L2|| XIV. Há Quem Chame Isso de Destino

416 81 213

CINCO ANOS ATRÁS (continuação - parte final)

Acordo dentro de banheira de cor branca, dentro de um banheiro muito bem iluminado e da mesma cor. Olho a minha volta com leve confusão e assim que vejo o rosto do homem que me atacara e também me salvara, apenas o fito em silêncio. 

— Te coloquei aí pois você sangrou muito antes de se curar. — Se explica, sentado na beirada da banheira.

Olho para meu corpo. Os furos feitos pelas balas em minha pele já fechados, agora só o vestido exibe todas as marcas do ocorrido em si. As balas foram expelidas sozinhas por meu próprio corpo e sentam-se comigo na banheira. Eu estou coberta de sangue e tentando entender como é que foi que minha noite que começara muito bem terminara assim, comigo sangrando na banheira de um estranho.

— Aonde estou? — Me levanto e o homem se levanta também. 

— Mundo humano. Brasil. São Paulo. Meu apartamento. 

Olho para baixo e ao tentar pisar fora da banheira vejo que estou sem meus lindos sapatos. Saindo dela, olho a minha volta e percebo como o lugar é bem decorado, com aquele luxo moderno característico da raça humana. Há dois espelhos enormes do outro lado então vou até um deles analisar de frente o tamanho do estrago. 

Acho que suei frio enquanto meu corpo descobria como se curar de balas humanas e minha maquiagem humana derreteu em resposta. Meus longos e negros cachos estão mais ferozes que de costume e com o vestido furado e marinada em sangue, pareço ter fugido de uma zona de guerra. 

Da próxima vez que vier para uma balada no mundo humano, virei com minha armadura.

O péssimo samaritano pára em frente do espelho ao lado do meu.

Eu o olho. Ele agora está sem o terno, tem apenas uma camisa azul claro desabotada na gola e suas estúpidas mãos novamente em seus estúpidos bolsos. Reparo que também tem sangue sobre si, e tenho quase certeza de que é em sua maioria meu.
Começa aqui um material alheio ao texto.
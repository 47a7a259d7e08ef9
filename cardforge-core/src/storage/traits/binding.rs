//! BindingStore trait for card/asset bindings

use anyhow::Result;
use async_trait::async_trait;

use crate::storage::ids::{BindingId, CardId};
use crate::storage::types::binding::{BindingPatch, CardAssetBinding, NewBinding};

/// Trait for binding storage operations
///
/// The store does not enforce the one-main-per-role rule; that is the
/// asset graph's job.
#[async_trait]
pub trait BindingStore: Send + Sync {
    /// List all bindings of a card, ordered by `order`
    async fn list_bindings_by_card(&self, card_id: &CardId) -> Result<Vec<CardAssetBinding>>;

    /// Get a binding by ID
    async fn get_binding(&self, id: &BindingId) -> Result<Option<CardAssetBinding>>;

    /// Create a binding; `order` is assigned as `max(order) + 1` within the card
    async fn create_binding(&self, binding: NewBinding) -> Result<CardAssetBinding>;

    /// Update the given fields; returns `None` if the binding does not exist
    async fn update_binding(
        &self,
        id: &BindingId,
        patch: BindingPatch,
    ) -> Result<Option<CardAssetBinding>>;

    /// Apply several updates as one batch
    ///
    /// Returns how many bindings were found and updated.
    async fn update_bindings(&self, batch: Vec<(BindingId, BindingPatch)>) -> Result<usize> {
        let mut updated = 0;
        for (id, patch) in batch {
            if self.update_binding(&id, patch).await?.is_some() {
                updated += 1;
            }
        }
        Ok(updated)
    }

    /// Delete a binding (the referenced asset is untouched)
    async fn delete_binding(&self, id: &BindingId) -> Result<bool>;
}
Ligo a torneira prateada e jogo um pouco de água no rosto, piorando o que já está horrível. Maquiagem humana é uma faca de dois gumes: se está no lugar certo é uma maravilha. Se não estiver, é assustador. Respiro fundo, analisando o resultado final do meu dia em minha face incrédula com os ocorridos.

— O que é um traveco? — Pergunto de novo. Sei lá, eu estou curiosa até agora.

— É uma forma de chamar um homem humano que gosta de se vestir como mulher. Imbecis usam o termo na esperança de ofender.

— por isso acharam que eu era um homem?

— Talvez por ser alta demais, erguer um garoto pelo pescoço sem dificuldades e jogar um cara em cima de um carro. Imagino que saiba que mulheres humanas não são tão fortes fisicamente. Nem homens humanos, para falar a verdade.

Você acha que eu pareço um homem humano? — Me olho no espelho curiosa, tentando encontrar o motivo de acharem que eu parecia um.

Quando o olho novamente, vejo seus olhos me percorrem por completo lentamente, em silêncio.

— Definitivamente não. — Concluí, devagar.

— Não te acertaram também? 

Ele faz que não com a cabeça.

— Como não? Tem furos na sua camisa. — Aponto o óbvio mas ele só me olha, despreocupado em explicar como tinha furos em sua camisa mas não em sua pele. — Quem é você?